Original Photo by JohnStover
There are literally hundreds and thousands of ‘search engines’ out there. Some of these search engines are for finding stuff on the Internet, like Google, Bing and Yahoo. Some search engines are more specialized, like the search box you see on a single web site that searches only that single website. Search is an incredibly complex topic that has an astounding number of factors that contribute to finding that single important piece of content that you are trying to find. Frankly, Google spoiled all of us. I expect to find exactly what I’m looking for out of the millions of pages of stuff all over the internet by simply typing a single word into a single little box. If I don’t find what I want on the first page of results, I might try changing my search a little bit or adding two words, but I won’t keep trying for long.
The Internet contains at least 27.5 billion pages, as of Tuesday, 03 August, 2010, according to http://www.worldwidewebsize.com. Not only do I expect to find exactly what I want on the Internet, but if I use the search on your website, I get EXTREMELY frustrated when it doesn’t find exactly what I want when I want. How is this possible? I know what I want is on your website somewhere. Figure out what I want and show it to me! And please do it in under a second if it’s not too much trouble!

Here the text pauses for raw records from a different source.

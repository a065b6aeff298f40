//! Synchronization cursor handed out by the server.
//!
//! The cursor is the `SyncKey` list returned by the init exchange and by
//! every sync batch. It only ever moves forward.

use serde::{Deserialize, Serialize};

/// One `Key`/`Val` pair of the server's sync key list.
#[derive(Debug, Clone, Copy, PartialEq, Eq, Serialize, Deserialize)]
#[serde(rename_all = "PascalCase")]
pub struct SyncKeyEntry {
    pub key: u32,
    pub val: u64,
}

/// Opaque position in the server's event stream.
#[derive(Debug, Clone, Default, PartialEq, Eq, Serialize, Deserialize)]
#[serde(rename_all = "PascalCase")]
pub struct SyncCursor {
    #[serde(default)]
    pub count: usize,
    #[serde(default)]
    pub list: Vec<SyncKeyEntry>,
}

/// Outcome of offering a new cursor to [`SyncCursor::advance`].
#[derive(Debug, Clone, Copy, PartialEq, Eq)]
pub enum CursorUpdate {
    /// The cursor moved forward.
    Advanced,
    /// The offered cursor equals the current one.
    Unchanged,
    /// The offered cursor is behind the current one and was ignored.
    Stale,
    /// The offered cursor carried no keys and was ignored.
    Empty,
}

impl SyncCursor {
    pub fn new(list: Vec<SyncKeyEntry>) -> Self {
        Self {
            count: list.len(),
            list,
        }
    }

    pub fn is_empty(&self) -> bool {
        self.list.is_empty()
    }

    /// Value stored for `key`, if the server sent one.
    pub fn get(&self, key: u32) -> Option<u64> {
        self.list.iter().find(|e| e.key == key).map(|e| e.val)
    }

    /// Whether any key shared with `other` holds a smaller value here.
    pub fn is_behind(&self, other: &SyncCursor) -> bool {
        self.list
            .iter()
            .any(|e| matches!(other.get(e.key), Some(val) if e.val < val))
    }

    /// Replace the cursor with `update` unless that would rewind it.
    pub fn advance(&mut self, update: SyncCursor) -> CursorUpdate {
        if update.is_empty() {
            return CursorUpdate::Empty;
        }
        if update.is_behind(self) {
            return CursorUpdate::Stale;
        }
        if update.list == self.list {
            return CursorUpdate::Unchanged;
        }
        self.count = update.list.len();
        self.list = update.list;
        CursorUpdate::Advanced
    }

    /// `key_val|key_val` form used by the sync check query string.
    pub fn to_query_value(&self) -> String {
        self.list
            .iter()
            .map(|e| format!("{}_{}", e.key, e.val))
            .collect::<Vec<_>>()
            .join("|")
    }
}

#[cfg(test)]
mod tests {
    use super::*;

    fn cursor(pairs: &[(u32, u64)]) -> SyncCursor {
        SyncCursor::new(
            pairs
                .iter()
                .map(|&(key, val)| SyncKeyEntry { key, val })
                .collect(),
        )
    }

    #[test]
    fn test_advance_from_empty() {
        let mut current = SyncCursor::default();
        assert_eq!(current.advance(cursor(&[(1, 10)])), CursorUpdate::Advanced);
        assert_eq!(current.get(1), Some(10));
        assert_eq!(current.count, 1);
    }

    #[test]
    fn test_stale_cursor_is_ignored() {
        let mut current = cursor(&[(1, 10), (2, 20)]);
        assert_eq!(current.advance(cursor(&[(1, 11), (2, 19)])), CursorUpdate::Stale);
        assert_eq!(current, cursor(&[(1, 10), (2, 20)]));
    }

    #[test]
    fn test_empty_and_unchanged_updates() {
        let mut current = cursor(&[(1, 10)]);
        assert_eq!(current.advance(SyncCursor::default()), CursorUpdate::Empty);
        assert_eq!(current.advance(cursor(&[(1, 10)])), CursorUpdate::Unchanged);
        assert_eq!(current.advance(cursor(&[(1, 10), (1000, 5)])), CursorUpdate::Advanced);
        assert_eq!(current.get(1000), Some(5));
    }

    #[test]
    fn test_monotonic_over_sequence() {
        let mut current = SyncCursor::default();
        let offers = [
            cursor(&[(1, 1), (2, 1)]),
            cursor(&[(1, 3), (2, 1)]),
            cursor(&[(1, 2), (2, 5)]),
            cursor(&[(1, 4), (2, 6)]),
        ];
        let mut previous = current.clone();
        for offer in offers {
            current.advance(offer);
            assert!(!current.is_behind(&previous));
            previous = current.clone();
        }
        assert_eq!(current, cursor(&[(1, 4), (2, 6)]));
    }

    #[test]
    fn test_wire_shape() {
        let parsed: SyncCursor =
            serde_json::from_str(r#"{"Count":2,"List":[{"Key":1,"Val":7},{"Key":2,"Val":9}]}"#)
                .unwrap();
        assert_eq!(parsed, cursor(&[(1, 7), (2, 9)]));
        assert_eq!(parsed.to_query_value(), "1_7|2_9");
    }
}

In the beginning, search was simple. Search was based on keyword matching. If I typed in a keyword, the ‘search engine’ scanned the content and found instances of that word and showed me hyperlinks with those results. I could search for ‘blog’ and the search would show me any page that had the word ‘blog’ in it. That was perfect! It’s all anyone needed. Then websites started to grow in complexity. Soon, each website had thousands of pages. If I did a simple keyword search, I would get hundreds of results. This wasn’t useful anymore. Search had to get better.
Search introduced major improvements. Boolean search operators were introduced. I could search for “SharePoint AND WordPress”. I could search for “SharePoint NOT WordPress”. I had some control on what I was searching for exactly. I also got search result sorting. I could sort all of the results to see the most recently created pages at the top. After all, if the page was newer then it clearly was more relevant, right?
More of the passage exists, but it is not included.